Methodology Highlights
Semantic Cloud Learning
Instead of optimizing a brittle, static point vector, P2C learns a distribution (cloud) over the embedding space. This captures a robust semantic region resilient to input variations and domain shifts.
Dynamic Prompt Denoising
We implement a GMM-based noise generator with an annealed schedule. This perturbs prompts during training, forcing the model to navigate a smoother semantic landscape from coarse to fine.
Auxiliary V-L Denoising
The V-L Mapper is re-tasked as a denoising autoencoder. It learns to reconstruct clean visual prompts from noisy text inputs, ensuring deep and robust cross-modal alignment.
Architecture Overview
Points-to-Clouds (P2C) framework.

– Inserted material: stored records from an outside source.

use anyhow::{Context, Result};
use clap::Parser;

use git_next_version::boundary::BoundaryWarning;
use git_next_version::cli::{run_version_workflow, VersionInputs, VersionOutcome};
use git_next_version::config;
use git_next_version::git::Git2TagStore;
use git_next_version::outputs::OutputTargets;
use git_next_version::ui;

#[derive(clap::Parser)]
#[command(
    name = "git-next-version",
    version,
    about = "Compute the next unused semantic-version tag for a CI pipeline"
)]
struct Args {
    #[arg(long, env = "INPUT_BASEBRANCH", help = "Target branch; 'main' cuts stable releases")]
    base_branch: Option<String>,

    #[arg(
        long,
        env = "INPUT_UPGRADETYPE",
        help = "MAJOR, MINOR or PATCH (default PATCH), used on main"
    )]
    upgrade_type: Option<String>,

    #[arg(long, env = "INPUT_LASTTAG", help = "Most recent stable tag, used on main")]
    last_tag: Option<String>,

    #[arg(
        long,
        env = "INPUT_LASTMAINTAG",
        help = "Most recent stable tag, used on other branches"
    )]
    last_main_tag: Option<String>,

    #[arg(
        long,
        env = "INPUT_LASTDEVELOPTAG",
        help = "Most recent pre-release tag, used on other branches"
    )]
    last_develop_tag: Option<String>,

    #[arg(short, long, help = "Custom configuration file path")]
    config: Option<String>,

    #[arg(long, default_value = ".", help = "Repository whose tags are probed")]
    repo: String,

    #[arg(long, help = "Fetch tags from the configured remote before probing")]
    fetch_tags: bool,

    #[arg(long, help = "Give up after this many taken candidate tags")]
    max_attempts: Option<u64>,
}

fn main() {
    let args = Args::parse();

    if let Err(e) = run(args) {
        ui::display_error(&format!("{:#}", e));
        std::process::exit(1);
    }
}

fn run(args: Args) -> Result<()> {
    let config = config::load_config(args.config.as_deref()).context("Error loading config")?;

    let store = match Git2TagStore::open(&args.repo) {
        Ok(store) => store,
        Err(e) => {
            ui::display_boundary_warning(&BoundaryWarning::RepositoryUnavailable {
                path: args.repo.clone(),
                reason: e.to_string(),
            });
            Git2TagStore::detached()
        }
    };

    if args.fetch_tags {
        let remote = &config.probe.remote;
        ui::display_status(&format!("Fetching tags from '{}'...", remote));
        match store.fetch_tags(remote) {
            Ok(()) => ui::display_success(&format!("Fetched tags from '{}'", remote)),
            Err(e) => ui::display_boundary_warning(&BoundaryWarning::FetchFailed {
                remote: remote.clone(),
                reason: e.to_string(),
            }),
        }
    }

    let inputs = VersionInputs {
        base_branch: args.base_branch,
        upgrade_type: args.upgrade_type,
        last_tag: args.last_tag,
        last_main_tag: args.last_main_tag,
        last_develop_tag: args.last_develop_tag,
    };
    if let Some(branch) = inputs.base_branch.as_deref() {
        ui::display_status(&format!("Computing next version for branch '{}'", branch));
    }

    let max_attempts = args.max_attempts.or(config.probe.max_attempts);
    let outcome = run_version_workflow(&inputs, &store, max_attempts)
        .context("Failed to compute the next version")?;

    report(&outcome);

    OutputTargets::from_env()
        .publish(&outcome.version, &config.outputs)
        .context("Failed to publish the version")?;
    ui::display_success(&format!("New version: {}", outcome.version));

    Ok(())
}

fn report(outcome: &VersionOutcome) {
    for warning in &outcome.warnings {
        ui::display_boundary_warning(warning);
    }

    let line = if outcome.branch.is_release_branch() {
        "stable release line"
    } else {
        "pre-release line"
    };
    ui::display_status(&format!("Branch '{}' is on the {}", outcome.branch.name, line));

    ui::display_skipped_candidates(&outcome.skipped);
    ui::display_proposed_version(outcome.previous_tag.as_deref(), &outcome.version);
}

The dual denoising mechanism learns a robust semantic CLOUD instead of a POINT. Text prompts are perturbed with annealed noise, while the V-L Mapper (F) is trained to reconstruct clean visual prompts from the noisy inputs.
State-of-the-Art Performance
Base-to-Novel Generalization (Average over 11 Datasets)
| Method | Base Accuracy | Novel Accuracy | Harmonic Mean (HM) |
|---|---|---|---|
| CoOp | 82.7 | 63.2 | 71.7 |
| CoCoOp | 80.5 | 71.7 | 75.8 |
| MaPLe | 82.3 | 75.1 | 78.6 |
| P2C (Ours) | 83.5 | 76.1 | 79.7 |